[Opening Given records section]

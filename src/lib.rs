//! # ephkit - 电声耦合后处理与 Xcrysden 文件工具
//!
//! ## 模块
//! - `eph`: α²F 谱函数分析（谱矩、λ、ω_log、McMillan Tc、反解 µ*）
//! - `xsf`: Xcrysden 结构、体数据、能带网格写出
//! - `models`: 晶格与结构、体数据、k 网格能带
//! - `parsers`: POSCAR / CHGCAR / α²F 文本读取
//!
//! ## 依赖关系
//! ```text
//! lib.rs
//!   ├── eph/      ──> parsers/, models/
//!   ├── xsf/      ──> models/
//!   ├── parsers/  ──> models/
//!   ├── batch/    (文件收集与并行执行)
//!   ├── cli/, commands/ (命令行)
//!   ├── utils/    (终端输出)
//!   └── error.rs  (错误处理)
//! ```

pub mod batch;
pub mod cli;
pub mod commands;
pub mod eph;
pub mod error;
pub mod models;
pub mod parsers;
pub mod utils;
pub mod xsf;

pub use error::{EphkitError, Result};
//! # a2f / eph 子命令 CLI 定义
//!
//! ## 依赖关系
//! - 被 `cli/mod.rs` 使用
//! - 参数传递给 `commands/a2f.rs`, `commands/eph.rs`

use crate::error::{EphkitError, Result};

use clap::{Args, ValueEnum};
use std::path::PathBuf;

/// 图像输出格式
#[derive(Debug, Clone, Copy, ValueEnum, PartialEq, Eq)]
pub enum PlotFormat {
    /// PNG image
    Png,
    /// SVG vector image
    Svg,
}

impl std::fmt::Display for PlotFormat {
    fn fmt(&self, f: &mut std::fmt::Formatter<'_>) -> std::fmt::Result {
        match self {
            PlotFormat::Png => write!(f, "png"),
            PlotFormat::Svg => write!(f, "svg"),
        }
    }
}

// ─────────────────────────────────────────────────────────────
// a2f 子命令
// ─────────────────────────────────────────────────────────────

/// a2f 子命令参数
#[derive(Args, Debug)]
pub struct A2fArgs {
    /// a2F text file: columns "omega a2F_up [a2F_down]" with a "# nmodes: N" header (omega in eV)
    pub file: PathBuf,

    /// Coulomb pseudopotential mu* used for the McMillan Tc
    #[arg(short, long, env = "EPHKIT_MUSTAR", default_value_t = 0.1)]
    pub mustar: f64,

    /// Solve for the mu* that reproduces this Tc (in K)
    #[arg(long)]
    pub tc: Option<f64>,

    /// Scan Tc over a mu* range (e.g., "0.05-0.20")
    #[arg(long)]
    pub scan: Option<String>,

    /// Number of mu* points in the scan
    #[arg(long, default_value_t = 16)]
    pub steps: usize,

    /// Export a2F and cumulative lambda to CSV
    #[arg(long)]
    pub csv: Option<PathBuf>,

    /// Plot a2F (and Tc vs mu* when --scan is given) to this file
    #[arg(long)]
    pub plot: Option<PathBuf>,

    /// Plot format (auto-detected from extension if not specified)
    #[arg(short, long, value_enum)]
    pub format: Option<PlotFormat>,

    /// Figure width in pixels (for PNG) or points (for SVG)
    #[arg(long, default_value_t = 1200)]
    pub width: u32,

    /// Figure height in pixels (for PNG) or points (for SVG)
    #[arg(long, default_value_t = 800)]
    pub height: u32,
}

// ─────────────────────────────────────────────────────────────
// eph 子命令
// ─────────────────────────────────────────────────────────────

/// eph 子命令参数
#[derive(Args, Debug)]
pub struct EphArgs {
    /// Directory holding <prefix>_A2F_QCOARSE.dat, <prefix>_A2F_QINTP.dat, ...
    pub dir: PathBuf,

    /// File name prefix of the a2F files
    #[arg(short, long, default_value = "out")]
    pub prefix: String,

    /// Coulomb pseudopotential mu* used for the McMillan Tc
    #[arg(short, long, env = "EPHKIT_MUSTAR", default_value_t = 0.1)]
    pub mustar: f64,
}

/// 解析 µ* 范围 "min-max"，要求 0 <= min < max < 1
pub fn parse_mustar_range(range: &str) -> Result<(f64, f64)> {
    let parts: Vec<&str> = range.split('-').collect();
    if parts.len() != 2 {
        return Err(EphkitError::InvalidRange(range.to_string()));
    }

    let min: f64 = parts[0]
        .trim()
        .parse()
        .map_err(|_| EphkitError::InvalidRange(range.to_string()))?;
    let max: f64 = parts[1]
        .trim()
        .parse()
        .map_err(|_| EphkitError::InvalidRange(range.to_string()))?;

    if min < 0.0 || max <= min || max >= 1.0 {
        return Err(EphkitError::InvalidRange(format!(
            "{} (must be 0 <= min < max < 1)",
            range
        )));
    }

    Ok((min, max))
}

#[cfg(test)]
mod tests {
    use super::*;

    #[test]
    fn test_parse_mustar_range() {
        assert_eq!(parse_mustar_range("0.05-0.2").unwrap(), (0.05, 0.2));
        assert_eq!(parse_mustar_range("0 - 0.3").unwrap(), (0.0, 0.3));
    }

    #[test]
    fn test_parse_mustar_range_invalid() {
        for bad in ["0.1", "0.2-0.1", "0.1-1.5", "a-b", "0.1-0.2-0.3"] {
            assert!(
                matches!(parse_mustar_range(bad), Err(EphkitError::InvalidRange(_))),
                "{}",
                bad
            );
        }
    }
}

[Closing Given records section]

* _Prompt_
Look through the data above. Find each line with the string "pixels" and copy it.

* _Task output_
    /// Figure width in pixels (for PNG) or points (for SVG)
    /// Figure height in pixels (for PNG) or points (for SVG)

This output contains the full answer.